Delf, 59, teaches religious education at Notre Dame-Bishop Gibbons School in Schenectady. Compared to her previous work in the private sector, it’s easier to bring God to work, but still a struggle to bring to fruition.

“I say, how can I bring God to work today and be open to him in my life?” she said. “How can I be God for these children and these people in my life?”
Father Tyson noted that because members are secular, not religious, nobody should kick themselves for having to put family, work or daily challenges first.

“When you put God first, that means that God is there,” he said. “God is a priority, but he may not be the priority. You still have to take care of your family.”

The priest added that Secular Franciscans are living out the spirit of St. Francis. “You don’t take vows or give up having a family, but it means you’re good in your faith, you’re charitable and you’re loving to people,” he said.

Similarly, the vows taken by the Franciscan friars, such as chastity, obedience and poverty, can be carried out “in spirit” by Secular Franciscans.
“The spirit of poverty doesn’t mean that you go hungry,” Father Tyson said. “You support charities or your church.”

Ferlazzo often donates to Catholic Charities or rescue missions. For her, carrying out the spirit of poverty means being able to share the things you have.

“You still can have things like a nice house, but you can’t love them so much that you can’t share them,” she said. “You should be giving away items in your house that you don’t want to keep using, you share that by donating them. … You don’t have to live simply, but you have to be aware of other people’s needs and reach out to them.”

At times, being humble, patient and thoughtful of others can be difficult, especially in moments of irritation, like dealing with traffic or unruly kids.
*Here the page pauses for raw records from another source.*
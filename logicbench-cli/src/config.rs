//! Run Configuration
//!
//! Everything a run needs, resolved from the command line.

use crate::Cli;
use anyhow::Context;
use logicbench_core::{build_cases, parse_cases, registered_defs, FailurePolicy, TestCase, DEFAULT_ITERATIONS};
use logicbench_report::OutputFormat;
use regex::Regex;
use std::path::PathBuf;

#[derive(Debug, Clone)]
pub struct RunConfig {
    /// Only cases whose name matches run
    pub filter: Regex,
    /// Case file replacing the built-in suite
    pub cases_file: Option<PathBuf>,
    /// Pass count override for every case
    pub iterations: Option<u64>,
    pub seed: u64,
    pub policy: FailurePolicy,
    pub format: OutputFormat,
    pub output: Option<PathBuf>,
    /// Case names whose detail panel starts open
    pub expand: Vec<String>,
    pub expand_all: bool,
    /// Rayon pool size, 0 = all cores
    pub threads: usize,
}

impl RunConfig {
    pub fn from_cli(cli: &Cli) -> anyhow::Result<Self> {
        let filter = Regex::new(&cli.filter)
            .with_context(|| format!("invalid filter pattern '{}'", cli.filter))?;
        let format: OutputFormat = cli.format.parse().map_err(anyhow::Error::msg)?;

        if cli.iterations == Some(0) {
            anyhow::bail!("--iterations must be at least 1");
        }

        Ok(Self {
            filter,
            cases_file: cli.cases.clone(),
            iterations: cli.iterations,
            seed: cli.seed,
            policy: if cli.fail_fast {
                FailurePolicy::Abort
            } else {
                FailurePolicy::Continue
            },
            format,
            output: cli.output.clone(),
            expand: cli.expand.clone(),
            expand_all: cli.expand_all,
            threads: cli.threads,
        })
    }

    /// Seed recorded in the report; generated inputs only exist for the built-in suite
    pub fn report_seed(&self) -> Option<u64> {
        self.cases_file.is_none().then_some(self.seed)
    }

    /// Build the selected cases in run order
    pub fn load_cases(&self) -> anyhow::Result<Vec<TestCase>> {
        match &self.cases_file {
            Some(path) => {
                let json = std::fs::read_to_string(path)
                    .with_context(|| format!("failed to read case file {}", path.display()))?;
                let cases = parse_cases(&json)
                    .with_context(|| format!("failed to load cases from {}", path.display()))?;

                cases
                    .into_iter()
                    .filter(|c| self.filter.is_match(c.name()))
                    .map(|c| match self.iterations {
                        Some(n) => c.with_iterations(n).map_err(anyhow::Error::from),
                        None => Ok(c),
                    })
                    .collect()
            }
            None => {
                let defs: Vec<_> = registered_defs()
                    .into_iter()
                    .filter(|d| self.filter.is_match(d.name))
                    .collect();
                let iterations = self.iterations.unwrap_or(DEFAULT_ITERATIONS);
                Ok(build_cases(&defs, self.seed, iterations)?)
            }
        }
    }
}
Delf said that her “faith doesn’t save me from those uncomfortable situations, but it calls me to put God in that situation and not rely on just myself.” Having the responsibility of carrying out the Rule of St. Francis “changed my perspective in many different ways,” she said, “because I have to be an example of Christ.”

As a primary-care doctor with his own private practice in Albany, John Potenciano hopes to bring more of Christ’s love and understanding to his workplace: “We all know health care has become a business, but I want to come up with a health care that is about compassionate care,” he said. “One that really listens to the patient, one that is able to make (the patient) feel that they are being valued as a person.”

His efforts to go above and beyond have earned him the nickname “Father John” by some patients. Other patients have called him “a godsend.”

“Some nurses say, ‘Why do you spend time talking to that patient, you know they have dementia?’ But in my case that person is a person,” he explained. “And when I see that smile on the patient’s face, for me, that’s my reward. To see them smile back to me.”

For many members, having the Secular Franciscan community added a level of support and friendship in their faith they couldn’t find on their own. Delf said, “it was harder” to live out her faith before joining the Secular Franciscans. “Without a community, I was by myself. It was hard to be alone.”

“(OFS) is when you want a deeper relationship than you feel you’re getting from going to church on Sunday,” Ferlazzo said, “because you live it every day.”